Herr Kuttler, der Innenminister hält den LEP 2030 für „keinen tiefen Eingriff in das kommunale Selbstverwaltungsrecht“. Hat er Recht?
Ja und nein. Man muss die Frage, was man genau unter „kommunaler Selbstverwaltung“ versteht, differenziert betrachten: Wir brauchen die finanzielle Förderung des Landes – und auch des Bundes und durch die EU –, um unseren Pflichten und Aufgaben als Kommune nachkommen zu können. Wer fördert, der fordert bekanntlich auch. Und bestimmt so doch deutlich mit, was vor Ort passiert und was nicht. Der geplante LEP auf der anderen Seite nimmt zwar den Kommunen das Heft des Handelns nicht in Gänze aus der Hand, aber er ist schon sehr restriktiv gehalten.
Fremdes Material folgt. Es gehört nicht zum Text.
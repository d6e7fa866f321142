//! Synthetic daily flock metrics.
//!
//! Every base field except feed and water follows a linear trend in the day
//! index `i` (0 = oldest day of the window). Feed and water add Gaussian
//! noise drawn from an injected RNG so a seed reproduces a dataset exactly.

use std::f64::consts::TAU;

use chrono::{Days, Local, NaiveDate};
use rand::rngs::StdRng;
use rand::{Rng, SeedableRng};
use rand_distr::{Distribution, Normal};
use serde::{Deserialize, Serialize};

use crate::error::{Denominator, MetricsError, MetricsResult};
use crate::fixtures::DAILY_EGG_YIELD;
use crate::types::{BaseReading, DailyRecord, Dataset};

pub const DEFAULT_WINDOW_DAYS: u32 = 30;

/// Where daily egg counts come from.
#[derive(Clone, Debug, Default, PartialEq, Serialize, Deserialize)]
#[serde(tag = "source", rename_all = "kebab-case")]
pub enum EggYield {
    /// The hand-written 30-day reference table, indexed by day.
    #[default]
    Fixture,
    /// `base + daily_gain * i + weekly_amplitude * sin(2*pi*i/7)`, rounded.
    Parametric {
        base: f64,
        #[serde(rename = "daily-gain")]
        daily_gain: f64,
        #[serde(rename = "weekly-amplitude")]
        weekly_amplitude: f64,
    },
}

impl EggYield {
    fn max_window(&self) -> Option<usize> {
        match self {
            EggYield::Fixture => Some(DAILY_EGG_YIELD.len()),
            EggYield::Parametric { .. } => None,
        }
    }

    fn eggs_on_day(&self, i: usize) -> MetricsResult<u32> {
        match self {
            EggYield::Fixture => DAILY_EGG_YIELD.get(i).copied().ok_or_else(|| {
                MetricsError::Configuration(format!(
                    "egg fixture only covers {} days (day {i} requested)",
                    DAILY_EGG_YIELD.len()
                ))
            }),
            EggYield::Parametric {
                base,
                daily_gain,
                weekly_amplitude,
            } => {
                let x = i as f64;
                let eggs = base + daily_gain * x + weekly_amplitude * (TAU * x / 7.0).sin();
                if !eggs.is_finite() {
                    return Err(MetricsError::Configuration(format!(
                        "parametric egg yield is not finite on day {i}"
                    )));
                }
                Ok(eggs.round().clamp(0.0, f64::from(u32::MAX)) as u32)
            }
        }
    }
}

/// Trend parameters. Defaults reproduce the reference dashboard.
#[derive(Clone, Debug, PartialEq, Serialize, Deserialize)]
#[serde(rename_all = "kebab-case", default)]
pub struct TrendConfig {
    pub egg_yield: EggYield,

    pub healthy_birds_start: u32,
    pub healthy_birds_daily_loss: u32,

    pub feed_base_kg: f64,
    /// Standard deviation of the per-day feed noise.
    pub feed_noise_kg: f64,

    pub mortality_start_pct: f64,
    pub mortality_daily_increase_pct: f64,

    pub sick_start: u32,
    pub sick_daily_increase: u32,

    pub health_score_start: f64,
    pub health_score_daily_decrease: f64,

    pub bird_weight_start_kg: f64,
    pub bird_weight_daily_gain_kg: f64,

    pub uniformity_start_pct: f64,
    pub uniformity_daily_decrease_pct: f64,

    pub water_base_l: f64,
    pub water_noise_l: f64,

    pub egg_weight_start_g: f64,
    pub egg_weight_daily_gain_g: f64,
}

impl Default for TrendConfig {
    fn default() -> Self {
        Self {
            egg_yield: EggYield::Fixture,
            healthy_birds_start: 100_000,
            healthy_birds_daily_loss: 10,
            feed_base_kg: 12_000.0,
            feed_noise_kg: 100.0,
            mortality_start_pct: 0.1,
            mortality_daily_increase_pct: 0.001,
            sick_start: 45,
            sick_daily_increase: 1,
            health_score_start: 8.5,
            health_score_daily_decrease: 0.02,
            bird_weight_start_kg: 1.8,
            bird_weight_daily_gain_kg: 0.01,
            uniformity_start_pct: 85.0,
            uniformity_daily_decrease_pct: 0.1,
            water_base_l: 20_000.0,
            water_noise_l: 200.0,
            egg_weight_start_g: 60.0,
            egg_weight_daily_gain_g: 0.1,
        }
    }
}

impl TrendConfig {
    /// Checks that do not depend on the window length.
    pub fn validate(&self) -> MetricsResult<()> {
        for (name, sd) in [
            ("feed-noise-kg", self.feed_noise_kg),
            ("water-noise-l", self.water_noise_l),
        ] {
            if !(sd.is_finite() && sd >= 0.0) {
                return Err(MetricsError::Configuration(format!(
                    "{name} must be a finite, non-negative standard deviation (got {sd})"
                )));
            }
        }
        Ok(())
    }

    pub fn validate_window(&self, window_days: u32) -> MetricsResult<()> {
        if window_days == 0 {
            return Err(MetricsError::Configuration(
                "window must cover at least one day".into(),
            ));
        }
        if let Some(max) = self.egg_yield.max_window() {
            if window_days as usize > max {
                return Err(MetricsError::Configuration(format!(
                    "fixture egg yield covers {max} days but the window is {window_days}; \
                     use a parametric egg yield for longer windows"
                )));
            }
        }
        self.validate()
    }

    fn healthy_birds_on_day(&self, date: NaiveDate, i: usize) -> MetricsResult<u32> {
        let birds = i64::from(self.healthy_birds_start)
            - i64::from(self.healthy_birds_daily_loss) * i as i64;
        if birds <= 0 {
            return Err(MetricsError::Division {
                date,
                denominator: Denominator::HealthyBirds,
                value: birds as f64,
            });
        }
        u32::try_from(birds).map_err(|_| {
            MetricsError::Configuration(format!("healthy bird count {birds} out of range"))
        })
    }
}

#[derive(Clone, Debug, Default)]
pub struct MetricsGenerator {
    trend: TrendConfig,
}

impl MetricsGenerator {
    pub fn new(trend: TrendConfig) -> Self {
        Self { trend }
    }

    pub fn trend(&self) -> &TrendConfig {
        &self.trend
    }

    /// Generate `window_days` records ending at `end_date` (inclusive).
    ///
    /// With `seed` set the noise draws are reproducible; otherwise the RNG is
    /// seeded from OS entropy.
    pub fn generate(
        &self,
        window_days: u32,
        end_date: NaiveDate,
        seed: Option<u64>,
    ) -> MetricsResult<Dataset> {
        let mut rng = match seed {
            Some(seed) => StdRng::seed_from_u64(seed),
            None => StdRng::from_entropy(),
        };
        self.generate_with_rng(window_days, end_date, &mut rng)
    }

    pub fn generate_with_rng<R: Rng + ?Sized>(
        &self,
        window_days: u32,
        end_date: NaiveDate,
        rng: &mut R,
    ) -> MetricsResult<Dataset> {
        let cfg = &self.trend;
        cfg.validate_window(window_days)?;
        tracing::debug!(window_days, %end_date, "generating flock metrics");

        let n = window_days as usize;
        let start = end_date
            .checked_sub_days(Days::new(u64::from(window_days - 1)))
            .ok_or_else(|| {
                MetricsError::Configuration(format!(
                    "window of {window_days} days ending {end_date} starts before the calendar"
                ))
            })?;

        let feed_noise = normal(cfg.feed_noise_kg)?;
        let water_noise = normal(cfg.water_noise_l)?;
        // All feed draws first, then all water draws.
        let feed: Vec<f64> = (0..n).map(|_| cfg.feed_base_kg + feed_noise.sample(&mut *rng)).collect();
        let water: Vec<f64> = (0..n).map(|_| cfg.water_base_l + water_noise.sample(&mut *rng)).collect();

        let mut records = Vec::with_capacity(n);
        for (i, date) in start.iter_days().take(n).enumerate() {
            let x = i as f64;
            let step = i as u32;
            let base = BaseReading {
                date,
                total_eggs: cfg.egg_yield.eggs_on_day(i)?,
                healthy_birds: cfg.healthy_birds_on_day(date, i)?,
                feed_consumed_kg: feed[i],
                mortality_rate_pct: cfg.mortality_start_pct + x * cfg.mortality_daily_increase_pct,
                sick_count: cfg
                    .sick_start
                    .saturating_add(step.saturating_mul(cfg.sick_daily_increase)),
                health_score: cfg.health_score_start - x * cfg.health_score_daily_decrease,
                avg_bird_weight_kg: cfg.bird_weight_start_kg + x * cfg.bird_weight_daily_gain_kg,
                uniformity_pct: cfg.uniformity_start_pct - x * cfg.uniformity_daily_decrease_pct,
                water_consumed_l: water[i],
                avg_egg_weight_g: cfg.egg_weight_start_g + x * cfg.egg_weight_daily_gain_g,
            };
            records.push(DailyRecord::from_base(base)?);
        }

        Dataset::new(records)
    }
}

fn normal(std_dev: f64) -> MetricsResult<Normal<f64>> {
    Normal::new(0.0, std_dev)
        .map_err(|e| MetricsError::Configuration(format!("noise distribution: {e}")))
}

/// Generate with the reference trends.
///
/// `end_date` defaults to today (local time).
pub fn generate(
    window_days: u32,
    end_date: Option<NaiveDate>,
    seed: Option<u64>,
) -> MetricsResult<Dataset> {
    let end_date = end_date.unwrap_or_else(|| Local::now().date_naive());
    MetricsGenerator::default().generate(window_days, end_date, seed)
}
Auch Wadern hat eine 35-seitige Einlassung zum LEP-Entwurf verfasst. Haben Sie Beispiele aus dem Bauamt, Frau Sicks, welche Punkte daraus Ihnen die Arbeit erschweren?
Zum Beispiel die Restriktionen in Bezug auf Berechnung des Wohnbauflächenbedarfs – Stichwort: Baulücken. Im aktuellen Entwurf des LEPs wird die Berechnung für den Bedarf von neuen Wohneinheiten von der Landesplanung übernommen. Das heißt, wir sind als Stadt abhängig von dieser Berechnung. Bisher wurden Baulücken nur dann angerechnet, wenn diese im Bereich eines Bebauungsplans liegen. Im aktuellen Entwurf des LEPs fließen nun alle Baulücken, auch die außerhalb des Bereichs eines Bebauungsplanes, beispielsweise in gewachsenen Ortskernen, in die Berechnung ein. Dies sorgt dafür, dass die Schaffung neuer Wohngebiete maßgeblich erschwert wird. Weiterhin wird in dem neuen Entwurf gefordert, dass die Kommunen Mobilisierungsstrategien entwickeln, um Eigentümer von Baulücken dazu zu bringen, brachliegende Grundstücke innerorts zu bebauen oder für eine Bebauung zur Verfügung zu stellen. Der Aufwand, die Eigentümer oder gar Erbengemeinschaften überhaupt ausfindig zu machen und diese zu kontaktieren und zu überzeugen, ist aber immens. Im LEP-Entwurf wird außerdem von den Kommunen eine Wohnbaustrategie gefordert. Hier ist die Stadt Wadern glücklicherweise schon recht weit. Wir haben mit einer entsprechenden Analyse bereits lange vor dem neuen LEP-Entwurf begonnen und ein stimmiges Konzept erarbeitet. Das muss jetzt mit der Landesplanung abgestimmt werden. Neben dem Thema der Wohnbauflächenausweisung beinhaltet der neue Entwurf des LEPs auch Aussagen über Gewebeflächen und entsprechende Vorranggebiete. Im Entwurf wurden teilweise Gebiete, die vorher als Vorranggebiete für Gewerbe und Dienstleistungen ausgewiesen waren, nicht mehr ausgewiesen. Den Fall haben wir zum Beispiel in den Stadtteilen Noswendel und Nunkirchen. Dafür gibt es aber keine Begründung im LEP.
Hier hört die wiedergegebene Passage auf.